Everything happens for a reason. One way or another. I guess what I should do is really just trust in God. That He has greater plans for me. And yea, just trust in Him and know that it is the way. And give in your best in what you do. Because yea, as much as faith can take you places, you yourself should work hard to. God doesn't help someone who doesn't try. Same goes to life, same goes to everyone else around you. People will only help you if you try. If you just sit there and wait for things to happen, it won't happen and things won't happen.
And I guess God will lead you to it when you try. Givng your best shot in everything.
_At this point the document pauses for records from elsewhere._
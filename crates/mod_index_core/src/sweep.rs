//! Hard-deletes soft-deleted blob objects once their grace period elapsed.
//!
//! The sweep is one sequential walk over the blob listing. A failed delete is
//! recorded and the walk continues; only a failed listing aborts the sweep,
//! and the error carries the counts reached so far.

use std::collections::BTreeMap;
use std::ops::ControlFlow;

use chrono::Duration;
use serde::{Deserialize, Serialize};
use thiserror::Error;

use crate::pagination::walk_pages;
use crate::store::{BlobObject, BlobStore, StoreError};

pub const SWEEP_PAGE_SIZE: usize = 1000;
pub const DEFAULT_GRACE_PERIOD_DAYS: i64 = 5;
pub const MARKER_FLAG_KEY: &str = "marked-for-deletion";
pub const MARKER_TIMESTAMP_KEY: &str = "deleted-at";

#[derive(Debug, Clone, PartialEq, Eq)]
pub enum MarkerState {
    /// No marker, or the flag is not set.
    Live,
    Marked { deleted_at_ms: i64 },
    /// Flag set but the timestamp is missing or not an integer.
    MarkedUnreadable { raw: Option<String> },
}

fn metadata_value<'a>(metadata: &'a BTreeMap<String, String>, name: &str) -> Option<&'a str> {
    metadata
        .iter()
        .find(|(key, _)| key.eq_ignore_ascii_case(name))
        .map(|(_, value)| value.trim())
}

pub fn inspect_marker(metadata: &BTreeMap<String, String>) -> MarkerState {
    let flagged = metadata_value(metadata, MARKER_FLAG_KEY)
        .is_some_and(|flag| flag.eq_ignore_ascii_case("true"));
    if !flagged {
        return MarkerState::Live;
    }

    let raw = metadata_value(metadata, MARKER_TIMESTAMP_KEY);
    match raw.map(str::parse::<i64>) {
        Some(Ok(deleted_at_ms)) => MarkerState::Marked { deleted_at_ms },
        _ => MarkerState::MarkedUnreadable {
            raw: raw.map(str::to_string),
        },
    }
}

#[derive(Debug, Clone, Copy, PartialEq, Eq)]
pub struct SweepConfig {
    pub grace_period: Duration,
    pub page_size: usize,
}

impl Default for SweepConfig {
    fn default() -> Self {
        Self {
            grace_period: Duration::days(DEFAULT_GRACE_PERIOD_DAYS),
            page_size: SWEEP_PAGE_SIZE,
        }
    }
}

impl SweepConfig {
    /// Objects marked at or before the cutoff are deleted.
    pub fn cutoff_ms(&self, now_ms: i64) -> i64 {
        now_ms.saturating_sub(self.grace_period.num_milliseconds())
    }
}

#[derive(Debug, Clone, PartialEq, Eq, Serialize, Deserialize)]
pub struct DeletionFailure {
    pub key: String,
    #[serde(rename = "errorMessage")]
    pub error: String,
}

#[derive(Debug, Clone, Default, PartialEq, Eq, Serialize, Deserialize)]
pub struct SweepReport {
    pub scanned: usize,
    pub marked: usize,
    pub deleted: usize,
    pub errors: usize,
    pub failures: Vec<DeletionFailure>,
    pub pages: usize,
    /// The stop check ended the sweep before the listing was exhausted.
    pub cancelled: bool,
}

#[derive(Debug, Error)]
#[error(
    "sweep aborted after {} pages ({} scanned, {} deleted, {} errors): {source}",
    report.pages,
    report.scanned,
    report.deleted,
    report.errors
)]
pub struct SweepError {
    #[source]
    pub source: StoreError,
    pub report: SweepReport,
}

/// Runs one sweep with a cutoff fixed at `now_ms - grace_period`.
///
/// `should_stop` is consulted after each page has been fully processed and
/// never in the middle of a page.
pub fn run_sweep<S, F>(
    store: &S,
    config: &SweepConfig,
    now_ms: i64,
    should_stop: F,
) -> Result<SweepReport, SweepError>
where
    S: BlobStore + ?Sized,
    F: Fn() -> bool,
{
    let cutoff_ms = config.cutoff_ms(now_ms);
    let mut report = SweepReport::default();

    let walked = walk_pages(
        |cursor| store.list(cursor, config.page_size),
        |objects| {
            report.pages += 1;
            for object in objects {
                sweep_object(store, object, cutoff_ms, now_ms, &mut report);
            }
            if should_stop() {
                return Ok(ControlFlow::Break(()));
            }
            Ok(ControlFlow::Continue(()))
        },
    );

    match walked {
        Ok(stats) => {
            // A stop request on the final page changes nothing.
            report.cancelled = stats.stopped_early;
            Ok(report)
        }
        Err(source) => Err(SweepError { source, report }),
    }
}

fn sweep_object<S>(
    store: &S,
    object: BlobObject,
    cutoff_ms: i64,
    now_ms: i64,
    report: &mut SweepReport,
) where
    S: BlobStore + ?Sized,
{
    report.scanned += 1;

    let deleted_at_ms = match inspect_marker(&object.metadata) {
        MarkerState::Live => return,
        MarkerState::MarkedUnreadable { raw } => {
            report.marked += 1;
            tracing::warn!(key = %object.key, raw = ?raw, "unreadable deletion timestamp; skipping");
            return;
        }
        MarkerState::Marked { deleted_at_ms } => {
            report.marked += 1;
            deleted_at_ms
        }
    };

    if deleted_at_ms > cutoff_ms {
        let remaining = Duration::milliseconds(deleted_at_ms.saturating_sub(cutoff_ms));
        tracing::debug!(
            key = %object.key,
            deleted_at_ms,
            marked_for_ms = now_ms.saturating_sub(deleted_at_ms),
            days_remaining = remaining.num_days(),
            "within grace period"
        );
        return;
    }

    match store.delete(&object.key) {
        Ok(()) => {
            report.deleted += 1;
            tracing::info!(key = %object.key, deleted_at_ms, "hard-deleted soft-deleted object");
        }
        Err(error) => {
            report.errors += 1;
            tracing::error!(key = %object.key, %error, "failed to delete object");
            report.failures.push(DeletionFailure {
                key: object.key,
                error: error.to_string(),
            });
        }
    }
}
That's what that matter I guess.
I guess "what if" allows you to just see yourself in another angle and yea, maybe it really just isn't what your life was supposed to be. There is a reason why you didn't do things this way and yes, I believe it is for the better. Things may not seem to be for the better at times but I guess it will be ulitmately. Begin with the end in mind. Haha! But yes, of course, enjoying the process as well. Because yes, life is about enjoying every single bit of it too.